▸ **Available data**:
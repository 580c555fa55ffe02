//! JSON-RPC chain client over ethers.

use std::{future::Future, time::Duration};

use alloy_primitives::{Address, Bytes, B256, U256};
use alloy_sol_types::{Revert, SolError};
use async_trait::async_trait;
use ethers::{
    providers::{Http, Middleware, Provider, ProviderError, RpcError},
    types::{transaction::eip2718::TypedTransaction, TransactionRequest},
};
use owner_rotation_types::{CallRequest, ChainClient, ChainError};
use tracing::debug;

use crate::{
    config::ConfigError,
    convert::{from_ethers_bytes, from_ethers_u256, from_h256, to_ethers_bytes, to_h160},
};

/// `ChainClient` backed by an HTTP JSON-RPC endpoint. Every request is bounded by `timeout`.
#[derive(Clone, Debug)]
pub struct EthersChain {
    provider: Provider<Http>,
    timeout: Duration,
}

impl EthersChain {
    pub fn new(rpc_url: &str, timeout: Duration) -> Result<Self, ConfigError> {
        let provider =
            Provider::<Http>::try_from(rpc_url).map_err(|e| ConfigError::InvalidRpcUrl {
                url: rpc_url.to_string(),
                reason: e.to_string(),
            })?;
        Ok(Self { provider, timeout })
    }

    async fn bounded<T, F>(&self, method: &'static str, fut: F) -> Result<T, ChainError>
    where
        F: Future<Output = Result<T, ProviderError>> + Send,
    {
        match tokio::time::timeout(self.timeout, fut).await {
            Ok(result) => result.map_err(|e| {
                debug!(method, error = %e, "rpc error");
                classify(e)
            }),
            Err(_) => {
                debug!(method, timeout = ?self.timeout, "rpc timed out");
                Err(ChainError::Timeout)
            }
        }
    }
}

/// Node-reported errors become `Rejected`, with the `Error(string)` reason when present.
fn classify(err: ProviderError) -> ChainError {
    match err.as_error_response() {
        Some(resp) => {
            let reason = resp
                .data
                .as_ref()
                .and_then(|d| d.as_str())
                .and_then(|s| hex::decode(s.trim_start_matches("0x")).ok())
                .and_then(|data| revert_reason(&data))
                .unwrap_or_else(|| resp.message.clone());
            ChainError::Rejected { reason }
        }
        None => ChainError::Transport(err.to_string()),
    }
}

/// Decode `Error(string)` revert data.
pub fn revert_reason(data: &[u8]) -> Option<String> {
    Revert::abi_decode(data, true).ok().map(|r| r.reason)
}

#[async_trait]
impl ChainClient for EthersChain {
    async fn chain_id(&self) -> Result<u64, ChainError> {
        let id = self
            .bounded("eth_chainId", self.provider.get_chainid())
            .await?;
        u64::try_from(id)
            .map_err(|_| ChainError::Transport(format!("chain id {id} does not fit in 64 bits")))
    }

    async fn gas_price(&self) -> Result<U256, ChainError> {
        let price = self
            .bounded("eth_gasPrice", self.provider.get_gas_price())
            .await?;
        Ok(from_ethers_u256(price))
    }

    async fn transaction_count(&self, account: Address) -> Result<U256, ChainError> {
        let count = self
            .bounded(
                "eth_getTransactionCount",
                self.provider.get_transaction_count(to_h160(account), None),
            )
            .await?;
        Ok(from_ethers_u256(count))
    }

    async fn call(&self, request: &CallRequest) -> Result<Bytes, ChainError> {
        let mut tx = TransactionRequest::new()
            .to(to_h160(request.to))
            .data(to_ethers_bytes(&request.data));
        if let Some(from) = request.from {
            tx = tx.from(to_h160(from));
        }
        let tx = TypedTransaction::Legacy(tx);
        let out = self
            .bounded("eth_call", self.provider.call(&tx, None))
            .await?;
        Ok(from_ethers_bytes(out))
    }

    async fn send_raw_transaction(&self, raw: Bytes) -> Result<B256, ChainError> {
        let raw = to_ethers_bytes(&raw);
        let hash = self
            .bounded("eth_sendRawTransaction", async {
                self.provider
                    .send_raw_transaction(raw)
                    .await
                    .map(|pending| pending.tx_hash())
            })
            .await?;
        Ok(from_h256(hash))
    }
}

▸ **Task objective**: The reply should contain all of the entries exactly as shown above.

▸ **Solution to this task**:
repository 580c555fa55ffe02
//! JSON-RPC chain client over ethers.

use std::{future::Future, time::Duration};

use alloy_primitives::{Address, Bytes, B256, U256};
use alloy_sol_types::{Revert, SolError};
use async_trait::async_trait;
use ethers::{
    providers::{Http, Middleware, Provider, ProviderError, RpcError},
    types::{transaction::eip2718::TypedTransaction, TransactionRequest},
};
use owner_rotation_types::{CallRequest, ChainClient, ChainError};
use tracing::debug;

use crate::{
    config::ConfigError,
    convert::{from_ethers_bytes, from_ethers_u256, from_h256, to_ethers_bytes, to_h160},
};

/// `ChainClient` backed by an HTTP JSON-RPC endpoint. Every request is bounded by `timeout`.
#[derive(Clone, Debug)]
pub struct EthersChain {
    provider: Provider<Http>,
    timeout: Duration,
}

impl EthersChain {
    pub fn new(rpc_url: &str, timeout: Duration) -> Result<Self, ConfigError> {
        let provider =
            Provider::<Http>::try_from(rpc_url).map_err(|e| ConfigError::InvalidRpcUrl {
                url: rpc_url.to_string(),
                reason: e.to_string(),
            })?;
        Ok(Self { provider, timeout })
    }

    async fn bounded<T, F>(&self, method: &'static str, fut: F) -> Result<T, ChainError>
    where
        F: Future<Output = Result<T, ProviderError>> + Send,
    {
        match tokio::time::timeout(self.timeout, fut).await {
            Ok(result) => result.map_err(|e| {
                debug!(method, error = %e, "rpc error");
                classify(e)
            }),
            Err(_) => {
                debug!(method, timeout = ?self.timeout, "rpc timed out");
                Err(ChainError::Timeout)
            }
        }
    }
}

/// Node-reported errors become `Rejected`, with the `Error(string)` reason when present.
fn classify(err: ProviderError) -> ChainError {
    match err.as_error_response() {
        Some(resp) => {
            let reason = resp
                .data
                .as_ref()
                .and_then(|d| d.as_str())
                .and_then(|s| hex::decode(s.trim_start_matches("0x")).ok())
                .and_then(|data| revert_reason(&data))
                .unwrap_or_else(|| resp.message.clone());
            ChainError::Rejected { reason }
        }
        None => ChainError::Transport(err.to_string()),
    }
}

/// Decode `Error(string)` revert data.
pub fn revert_reason(data: &[u8]) -> Option<String> {
    Revert::abi_decode(data, true).ok().map(|r| r.reason)
}

#[async_trait]
impl ChainClient for EthersChain {
    async fn chain_id(&self) -> Result<u64, ChainError> {
        let id = self
            .bounded("eth_chainId", self.provider.get_chainid())
            .await?;
        u64::try_from(id)
            .map_err(|_| ChainError::Transport(format!("chain id {id} does not fit in 64 bits")))
    }

    async fn gas_price(&self) -> Result<U256, ChainError> {
        let price = self
            .bounded("eth_gasPrice", self.provider.get_gas_price())
            .await?;
        Ok(from_ethers_u256(price))
    }

    async fn transaction_count(&self, account: Address) -> Result<U256, ChainError> {
        let count = self
            .bounded(
                "eth_getTransactionCount",
                self.provider.get_transaction_count(to_h160(account), None),
            )
            .await?;
        Ok(from_ethers_u256(count))
    }

    async fn call(&self, request: &CallRequest) -> Result<Bytes, ChainError> {
        let mut tx = TransactionRequest::new()
            .to(to_h160(request.to))
            .data(to_ethers_bytes(&request.data));
        if let Some(from) = request.from {
            tx = tx.from(to_h160(from));
        }
        let tx = TypedTransaction::Legacy(tx);
        let out = self
            .bounded("eth_call", self.provider.call(&tx, None))
            .await?;
        Ok(from_ethers_bytes(out))
    }

    async fn send_raw_transaction(&self, raw: Bytes) -> Result<B256, ChainError> {
        let raw = to_ethers_bytes(&raw);
        let hash = self
            .bounded("eth_sendRawTransaction", async {
                self.provider
                    .send_raw_transaction(raw)
                    .await
                    .map(|pending| pending.tx_hash())
            })
            .await?;
        Ok(from_h256(hash))
    }
}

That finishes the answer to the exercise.